Having written a few papers about ERM and its variants, I feel personally attacked! I feel obliged to step in and try to defend ERM’s honour.
First of all, I don’t think I would call ERM a learning framework. ERM is a solution to the mathematical problem of PAC learning. Theoretical computer scientists like to precisely define the problem they want to solve before trying to solve it. When they were faced with the problem of learning, they decided that the mathematical problem of PAC learning was a good representation of the real-world problem of learning. Once you decide that PAC learning is what you want to solve, then ERM is the solution. Whether or not PAC learning truly represents the real world problem of learning is debatable and theorists have always agreed about that, with the main shortcoming being the insistence on the worst case probability distribution. But PAC learning is also a pretty solid first attempt at defining what learning means, which, in fact, used to produce useful predictions about practical learning methods before neural networks took over. Neural networks seem to work even in cases where PAC learning can be proved not to, and that means we need to come up with a better definition of what learning means. But PAC learning does have some very neat ideas built into it that whatever the better definition happens to be shouldn’t ignore.
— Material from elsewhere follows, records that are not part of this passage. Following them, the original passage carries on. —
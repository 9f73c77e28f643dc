//! Per-partition read/write locks guarding eviction.
//!
//! Readers hold a read lock while they dereference a partition's files. The
//! eviction pass takes the write lock before unmapping a partition. A read
//! request only waits while that same partition is being evicted; a write
//! request marks the partition as evicting, which holds off new readers, and
//! then waits for existing readers to drain. Both waits are bounded.

use crate::error::{JournalError, Result};
use parking_lot::{Condvar, Mutex};
use std::collections::HashMap;
use std::sync::Arc;
use std::time::{Duration, Instant};
use tracing::debug;

#[derive(Debug, Default)]
struct LockState {
    readers: usize,
    evicting: bool,
}

impl LockState {
    fn is_idle(&self) -> bool {
        self.readers == 0 && !self.evicting
    }
}

/// Lock table keyed by partition id.
#[derive(Debug, Default)]
pub struct PartitionLockTable {
    state: Mutex<HashMap<u32, LockState>>,
    released: Condvar,
}

impl PartitionLockTable {
    /// Creates an empty lock table.
    pub fn new() -> Arc<Self> {
        Arc::new(Self::default())
    }

    /// Acquires a read lock, waiting at most `timeout` for an eviction to end.
    ///
    /// # Errors
    ///
    /// Returns [`JournalError::LockTimeout`] if the partition is still being
    /// evicted when the timeout expires.
    pub fn acquire_read(self: &Arc<Self>, partition_id: u32, timeout: Duration) -> Result<ReadGuard> {
        let deadline = Instant::now() + timeout;
        let mut state = self.state.lock();
        loop {
            let entry = state.entry(partition_id).or_default();
            if !entry.evicting {
                entry.readers += 1;
                return Ok(ReadGuard {
                    table: Arc::clone(self),
                    partition_id,
                });
            }
            if Instant::now() >= deadline {
                return Err(JournalError::LockTimeout {
                    partition_id,
                    timeout,
                });
            }
            self.released.wait_until(&mut state, deadline);
        }
    }

    /// Acquires the write lock, waiting at most `timeout` for readers to drain.
    ///
    /// # Errors
    ///
    /// Returns [`JournalError::LockTimeout`] if readers remain (or another
    /// eviction holds the lock) when the timeout expires.
    pub fn acquire_write(
        self: &Arc<Self>,
        partition_id: u32,
        timeout: Duration,
    ) -> Result<WriteGuard> {
        let deadline = Instant::now() + timeout;
        let mut state = self.state.lock();

        loop {
            let entry = state.entry(partition_id).or_default();
            if !entry.evicting {
                entry.evicting = true;
                break;
            }
            if Instant::now() >= deadline {
                return Err(JournalError::LockTimeout {
                    partition_id,
                    timeout,
                });
            }
            self.released.wait_until(&mut state, deadline);
        }

        loop {
            let entry = state.entry(partition_id).or_default();
            if entry.readers == 0 {
                return Ok(WriteGuard {
                    table: Arc::clone(self),
                    partition_id,
                });
            }
            if Instant::now() >= deadline {
                entry.evicting = false;
                debug!(
                    "Giving up write lock on partition {} with {} readers",
                    partition_id, entry.readers
                );
                drop(state);
                self.released.notify_all();
                return Err(JournalError::LockTimeout {
                    partition_id,
                    timeout,
                });
            }
            self.released.wait_until(&mut state, deadline);
        }
    }

    /// Returns the number of read locks currently held on a partition.
    pub fn readers(&self, partition_id: u32) -> usize {
        self.state
            .lock()
            .get(&partition_id)
            .map_or(0, |entry| entry.readers)
    }

    fn release(&self, partition_id: u32, update: impl FnOnce(&mut LockState)) {
        let mut state = self.state.lock();
        if let Some(entry) = state.get_mut(&partition_id) {
            update(entry);
            if entry.is_idle() {
                state.remove(&partition_id);
            }
        }
        drop(state);
        self.released.notify_all();
    }
}

/// Read lock on one partition, released on drop.
#[derive(Debug)]
pub struct ReadGuard {
    table: Arc<PartitionLockTable>,
    partition_id: u32,
}

impl ReadGuard {
    /// Partition this guard protects.
    pub fn partition_id(&self) -> u32 {
        self.partition_id
    }

    /// Releases the read lock, then requests the write lock.
    pub fn upgrade(self, timeout: Duration) -> Result<WriteGuard> {
        let table = Arc::clone(&self.table);
        let partition_id = self.partition_id;
        drop(self);
        table.acquire_write(partition_id, timeout)
    }
}

impl Drop for ReadGuard {
    fn drop(&mut self) {
        self.table.release(self.partition_id, |entry| {
            entry.readers = entry.readers.saturating_sub(1);
        });
    }
}

/// Write lock on one partition, released on drop.
#[derive(Debug)]
pub struct WriteGuard {
    table: Arc<PartitionLockTable>,
    partition_id: u32,
}

impl WriteGuard {
    /// Partition this guard protects.
    pub fn partition_id(&self) -> u32 {
        self.partition_id
    }

    /// Releases the write lock, then requests a read lock.
    pub fn downgrade(self, timeout: Duration) -> Result<ReadGuard> {
        let table = Arc::clone(&self.table);
        let partition_id = self.partition_id;
        drop(self);
        table.acquire_read(partition_id, timeout)
    }
}

impl Drop for WriteGuard {
    fn drop(&mut self) {
        self.table.release(self.partition_id, |entry| entry.evicting = false);
    }
}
So what’s so great about PAC learning? There’s this famous quote by Vladimir Vapnik: “When solving a problem of interest, do not solve a more general problem as an intermediate step.” PAC learning incorporates this advice in earnest. You point out that learning is inherently about probabilities, which is true. But using this to infer that we first need to model the probability distribution over (X, Y) is precisely the thing Vapnik warns against. In the end, we simply want to make predictions and we should directly model that. You can say that a predictor is a (potentially randomized) algorithm that maps X’s to Y’s. Then your learner’s task is to look at a finite sample and output a predictor that makes good predictions in expectation (where the expectation is taken over the true data distribution and the predictor’s randomness). If it turns out that the learner needs to somehow model the distribution over (X, Y) to come up with a good predictor then so be it, but that shouldn’t be a part of the definition of the problem. But having defined the problem this way, one soon realizes that randomness in f is now unnecessary for the same reason that when trying to guess the outcome of a (biased) coin toss the best guess is deterministic. The best coin toss guess strategy is to simply guess the face that has the higher chance of showing up. Similarly the best predictor for a classification problem is the deterministic predictor that, for each x, outputs the label that has the highest chance of being the true label for x. Outputting a deterministic predictor does not mean we haven’t modelled the inherent probabilities of the learning problem.
Empirical risk minimization does not feel fundamentally confused to me. ERM is, in fact, an amazingly elegant solution to the problem of PAC learning. One could reasonably say that PAC learning is somewhat confused, but learning theorists are working on it!
Looking back at this, I think this post is outdated and was trying a little too hard to be provocative. I agree with everything you say here. Especially: “One could reasonably say that PAC learning is somewhat confused, but learning theorists are working on it!”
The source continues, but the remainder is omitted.